How much will the Fed raise rates in the next meeting?
Inflation came in higher than expected at 9.1% — compared to economists’ 8.8% forecast — the highest in over 40 years.
What’s the big deal? For decades, the U.S. has been dealing with low inflation — trying to find ways to bring it higher.
Remember, too little inflation and too much inflation is bad — it needs to be the right amount (2% as deemed by the Fed).
In response, markets fell after the data but recovered the majority of their losses by the end of the day.
For investors, one of the biggest questions is: how will the Fed increase interest rates given the new data?
- After the inflation report, the odds of the Fed raising rates by 1% in their next meeting increased to 56% (CME FedWatch).

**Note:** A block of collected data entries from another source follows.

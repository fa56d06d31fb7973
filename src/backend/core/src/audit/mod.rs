//! Audit trail: append-only records of every access decision and session change.
//!
//! ```text
//!   RbacService ─┐
//!                ├──► AuditTrail ──► redact ──► AuditStore (memory | postgres)
//!  LogoutService ┘                                   │
//!                                    AuditService ◄──┘ query / stats / export / cleanup
//! ```

pub mod export;
pub mod models;
pub mod service;
pub mod store;
pub mod trail;

pub use export::ExportFormat;
pub use models::{AuditAction, AuditEvent, AuditFilter, AuditLogEntry, AuditStats, CountEntry};
pub use service::{AuditExport, AuditPage, AuditService};
pub use store::{AuditStore, InMemoryAuditStore};
pub use trail::AuditTrail;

- The odds of a 1% raise were near 0% a week ago.
The Fed raised rates by 0.75% in their last meeting. Now, that might seem like a chump raise compared to what’s ahead.

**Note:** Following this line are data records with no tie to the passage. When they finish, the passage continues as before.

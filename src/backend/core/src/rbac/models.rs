//! RBAC data models: identifiers, permissions, and the persisted assignment rows.

use chrono::{DateTime, Utc};
use serde::{Deserialize, Serialize};
use std::fmt;
use uuid::Uuid;

use crate::error::{AccessError, Result};

// ═══════════════════════════════════════════════════════════════════════════════
// Identifiers
// ═══════════════════════════════════════════════════════════════════════════════

/// Strongly-typed user identifier.
#[derive(Debug, Clone, Default, PartialEq, Eq, Hash, PartialOrd, Ord, Serialize, Deserialize)]
#[serde(transparent)]
pub struct UserId(pub String);

impl UserId {
    pub fn new(id: impl Into<String>) -> Self {
        Self(id.into())
    }

    pub fn as_str(&self) -> &str {
        &self.0
    }
}

impl fmt::Display for UserId {
    fn fmt(&self, f: &mut fmt::Formatter<'_>) -> fmt::Result {
        write!(f, "{}", self.0)
    }
}

impl From<String> for UserId {
    fn from(s: String) -> Self {
        Self(s)
    }
}

impl From<&str> for UserId {
    fn from(s: &str) -> Self {
        Self(s.to_string())
    }
}

impl From<Uuid> for UserId {
    fn from(id: Uuid) -> Self {
        Self(id.to_string())
    }
}

/// Strongly-typed role identifier (`admin`, `user`, `viewer`, ...).
#[derive(Debug, Clone, PartialEq, Eq, Hash, PartialOrd, Ord, Serialize, Deserialize)]
#[serde(transparent)]
pub struct RoleId(pub String);

impl RoleId {
    pub fn new(id: impl Into<String>) -> Self {
        Self(id.into())
    }

    pub fn as_str(&self) -> &str {
        &self.0
    }
}

impl fmt::Display for RoleId {
    fn fmt(&self, f: &mut fmt::Formatter<'_>) -> fmt::Result {
        write!(f, "{}", self.0)
    }
}

impl From<String> for RoleId {
    fn from(s: String) -> Self {
        Self(s)
    }
}

impl From<&str> for RoleId {
    fn from(s: &str) -> Self {
        Self(s.to_string())
    }
}

// ═══════════════════════════════════════════════════════════════════════════════
// Permission
// ═══════════════════════════════════════════════════════════════════════════════

/// An atomic capability in `resource:action` form, for example:
/// - `user:manage`
/// - `workspace:create`
/// - `audit:export`
///
/// Permissions compare by exact value. There are no wildcards: a role that
/// should hold everything is granted every permission explicitly.
#[derive(Debug, Clone, PartialEq, Eq, Hash, PartialOrd, Ord, Serialize, Deserialize)]
#[serde(try_from = "String", into = "String")]
pub struct Permission {
    /// The resource type (e.g., "workspace", "provider").
    pub resource: String,
    /// The action (e.g., "create", "read", "manage").
    pub action: String,
}

impl Permission {
    pub fn new(resource: impl Into<String>, action: impl Into<String>) -> Self {
        Self {
            resource: resource.into(),
            action: action.into(),
        }
    }

    /// Parse a permission from a colon-separated string like `"user:manage"`.
    pub fn parse(s: &str) -> Option<Self> {
        let (resource, action) = s.split_once(':')?;
        if resource.is_empty() || action.is_empty() || action.contains(':') {
            return None;
        }
        Some(Self::new(resource, action))
    }

    /// Like [`Permission::parse`], but failing with a validation error.
    pub fn parse_strict(s: &str) -> Result<Self> {
        Self::parse(s).ok_or_else(|| {
            AccessError::validation(format!("invalid permission '{}': expected resource:action", s))
        })
    }

    /// Return the canonical string form `"resource:action"`.
    pub fn as_string(&self) -> String {
        format!("{}:{}", self.resource, self.action)
    }
}

impl fmt::Display for Permission {
    fn fmt(&self, f: &mut fmt::Formatter<'_>) -> fmt::Result {
        write!(f, "{}:{}", self.resource, self.action)
    }
}

impl TryFrom<String> for Permission {
    type Error = String;

    fn try_from(value: String) -> std::result::Result<Self, Self::Error> {
        Self::parse(&value).ok_or_else(|| format!("invalid permission: {}", value))
    }
}

impl From<Permission> for String {
    fn from(p: Permission) -> Self {
        p.as_string()
    }
}

// ═══════════════════════════════════════════════════════════════════════════════
// Persisted rows
// ═══════════════════════════════════════════════════════════════════════════════

/// A user's direct assignment to a role. `(user_id, role)` is unique.
#[derive(Debug, Clone, PartialEq, Eq, Serialize, Deserialize)]
pub struct UserRole {
    pub id: Uuid,
    pub user_id: UserId,
    pub role: RoleId,
    pub created_at: DateTime<Utc>,
}

impl UserRole {
    pub fn new(user_id: UserId, role: RoleId) -> Self {
        Self {
            id: Uuid::new_v4(),
            user_id,
            role,
            created_at: Utc::now(),
        }
    }
}

/// A grant of a permission to a role. `(role, permission)` is unique.
#[derive(Debug, Clone, PartialEq, Eq, Serialize, Deserialize)]
pub struct RolePermission {
    pub id: Uuid,
    pub role: RoleId,
    pub permission: Permission,
    pub created_at: DateTime<Utc>,
}

impl RolePermission {
    pub fn new(role: RoleId, permission: Permission) -> Self {
        Self {
            id: Uuid::new_v4(),
            role,
            permission,
            created_at: Utc::now(),
        }
    }
}

/// Number of direct assignments held by one role.
#[derive(Debug, Clone, PartialEq, Eq, Serialize, Deserialize)]
pub struct RoleCount {
    pub role: RoleId,
    pub count: u64,
}

// ═══════════════════════════════════════════════════════════════════════════════
// Tests
// ═══════════════════════════════════════════════════════════════════════════════

#[cfg(test)]
mod tests {
    use super::*;

    #[test]
    fn test_permission_parse() {
        let p = Permission::parse("user:manage").unwrap();
        assert_eq!(p.resource, "user");
        assert_eq!(p.action, "manage");
        assert_eq!(p.to_string(), "user:manage");
    }

    #[test]
    fn test_permission_parse_rejects_malformed() {
        assert!(Permission::parse("usermanage").is_none());
        assert!(Permission::parse(":manage").is_none());
        assert!(Permission::parse("user:").is_none());
        assert!(Permission::parse("a:b:c").is_none());
        assert!(Permission::parse_strict("nope").is_err());
    }

    #[test]
    fn test_permission_serializes_as_string() {
        let p = Permission::new("workspace", "read");
        let json = serde_json::to_string(&p).unwrap();
        assert_eq!(json, "\"workspace:read\"");

        let back: Permission = serde_json::from_str(&json).unwrap();
        assert_eq!(back, p);
        assert!(serde_json::from_str::<Permission>("\"broken\"").is_err());
    }

    #[test]
    fn test_identifiers_display() {
        assert_eq!(UserId::new("u-1").to_string(), "u-1");
        assert_eq!(RoleId::from("admin").as_str(), "admin");
    }
}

Canada — “hold my beer” — proceeded to raise interest rates by one full percentage point yesterday.
Brace yourselves: Hedge fund trader Gang Hu has watched inflation-related assets for the past 20 years. He’s been right this year, and here’s what he’s predicting:
- Inflation will be above 8% each month for the next three months.
- Inflation will peak in September or October — when things will finally start turning around.
Barclays’ head of inflation trading sees supply chain issues easing — but thinks inflation will be “stickier than most people imagine.”
Until we see inflation ease, markets are in for a rough ride.